Isolate every line in the records below with "display" in it.

*** THE RECORDS ***

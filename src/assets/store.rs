use std::{
    collections::HashMap,
    path::{Path, PathBuf},
};

use anyhow::Context;

use crate::{
    assets::decode::{PreparedImage, decode_image},
    foundation::error::{DocError, DocResult},
};

/// Sky gradient strip, stretched across the frame.
pub const BACKDROP: &str = "backdrop.png";
/// Mountain silhouette layer.
pub const MOUNTAINS: &str = "mountains.png";
/// Glyph atlas for the intro scroller.
pub const INTRO_FONT: &str = "kh6.png";
/// Glyph atlas for the distorted banner.
pub const BANNER_FONT: &str = "font_out.png";
/// Orbiting body sprite.
pub const BALL: &str = "ball.png";
/// Shadow sprites, darkest first.
pub const SHADOWS: [&str; 4] = ["shadow1.png", "shadow2.png", "shadow3.png", "shadow4.png"];
/// Optional soundtrack.
pub const MUSIC: &str = "music.mp3";

/// Named byte blobs the demo loads its assets from.
pub trait AssetSource {
    /// Bytes of `name`, or `None` when the source does not have it.
    fn read(&self, name: &str) -> DocResult<Option<Vec<u8>>>;

    /// Filesystem path of `name`, for consumers that need a file (the encoder's audio input).
    fn locate(&self, name: &str) -> Option<PathBuf>;
}

/// Assets read from a directory.
#[derive(Clone, Debug)]
pub struct DirAssetSource {
    root: PathBuf,
}

impl DirAssetSource {
    /// Serve files below `root`.
    pub fn new(root: impl Into<PathBuf>) -> Self {
        Self { root: root.into() }
    }

    /// Directory the assets are read from.
    pub fn root(&self) -> &Path {
        &self.root
    }

    fn path_for(&self, name: &str) -> DocResult<PathBuf> {
        Ok(self.root.join(Path::new(&normalize_rel_path(name)?)))
    }
}

impl AssetSource for DirAssetSource {
    fn read(&self, name: &str) -> DocResult<Option<Vec<u8>>> {
        let path = self.path_for(name)?;
        match std::fs::read(&path) {
            Ok(bytes) => Ok(Some(bytes)),
            Err(e) if e.kind() == std::io::ErrorKind::NotFound => Ok(None),
            Err(e) => Err(DocError::from(
                anyhow::Error::new(e)
                    .context(format!("read asset bytes from '{}'", path.display())),
            )),
        }
    }

    fn locate(&self, name: &str) -> Option<PathBuf> {
        let path = self.path_for(name).ok()?;
        path.is_file().then_some(path)
    }
}

/// Assets held in memory, keyed by normalized name.
#[derive(Clone, Debug, Default)]
pub struct MemoryAssetSource {
    files: HashMap<String, Vec<u8>>,
}

impl MemoryAssetSource {
    /// Empty source.
    pub fn new() -> Self {
        Self::default()
    }

    /// Add or replace `name`.
    pub fn insert(&mut self, name: &str, bytes: Vec<u8>) -> DocResult<()> {
        self.files.insert(normalize_rel_path(name)?, bytes);
        Ok(())
    }

    /// Builder-style [`MemoryAssetSource::insert`].
    pub fn with(mut self, name: &str, bytes: Vec<u8>) -> DocResult<Self> {
        self.insert(name, bytes)?;
        Ok(self)
    }
}

impl AssetSource for MemoryAssetSource {
    fn read(&self, name: &str) -> DocResult<Option<Vec<u8>>> {
        Ok(self.files.get(&normalize_rel_path(name)?).cloned())
    }

    fn locate(&self, _name: &str) -> Option<PathBuf> {
        None
    }
}

/// Every image the demo draws, decoded up front.
#[derive(Clone, Debug)]
pub struct DemoAssets {
    /// Sky gradient strip.
    pub backdrop: PreparedImage,
    /// Mountain layer.
    pub mountains: PreparedImage,
    /// Intro glyph atlas.
    pub intro_font: PreparedImage,
    /// Banner glyph atlas.
    pub banner_font: PreparedImage,
    /// Body sprite.
    pub ball: PreparedImage,
    /// Shadow sprites, darkest first.
    pub shadows: [PreparedImage; 4],
    /// Soundtrack file, when the source has one on disk.
    pub music: Option<PathBuf>,
}

impl DemoAssets {
    /// Decode every required image from `source`.
    ///
    /// Missing or undecodable images are fatal. A missing soundtrack only disables audio.
    #[tracing::instrument(skip_all)]
    pub fn load(source: &dyn AssetSource) -> DocResult<Self> {
        let music = source.locate(MUSIC);
        match &music {
            Some(path) => tracing::info!(path = %path.display(), "soundtrack found"),
            None => tracing::warn!(name = MUSIC, "soundtrack not found, audio disabled"),
        }

        Ok(Self {
            backdrop: load_image(source, BACKDROP)?,
            mountains: load_image(source, MOUNTAINS)?,
            intro_font: load_image(source, INTRO_FONT)?,
            banner_font: load_image(source, BANNER_FONT)?,
            ball: load_image(source, BALL)?,
            shadows: [
                load_image(source, SHADOWS[0])?,
                load_image(source, SHADOWS[1])?,
                load_image(source, SHADOWS[2])?,
                load_image(source, SHADOWS[3])?,
            ],
            music,
        })
    }
}

fn load_image(source: &dyn AssetSource, name: &str) -> DocResult<PreparedImage> {
    let bytes = source
        .read(name)?
        .ok_or_else(|| DocError::asset(format!("required asset '{name}' is missing")))?;
    let image = decode_image(&bytes)
        .with_context(|| format!("decode asset '{name}'"))
        .map_err(|e| DocError::asset(format!("{e:#}")))?;
    tracing::debug!(name, width = image.width(), height = image.height(), "asset decoded");
    Ok(image)
}

pub(crate) fn normalize_rel_path(source: &str) -> DocResult<String> {
    let s = source.replace('\\', "/");
    if s.starts_with('/') {
        return Err(DocError::validation("asset paths must be relative"));
    }
    if s.is_empty() {
        return Err(DocError::validation("asset path must be non-empty"));
    }

    let mut out = Vec::<&str>::new();
    for part in s.split('/') {
        if part.is_empty() || part == "." {
            continue;
        }
        if part == ".." {
            return Err(DocError::validation("asset paths must not contain '..'"));
        }
        out.push(part);
    }

    if out.is_empty() {
        return Err(DocError::validation("asset path must contain a file name"));
    }

    Ok(out.join("/"))
}

#[cfg(test)]
#[path = "../../tests/unit/assets/store.rs"]
mod tests;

*** End of THE RECORDS ***

▶ TASK OUTPUT
                    .context(format!("read asset bytes from '{}'", path.display())),
            Some(path) => tracing::info!(path = %path.display(), "soundtrack found"),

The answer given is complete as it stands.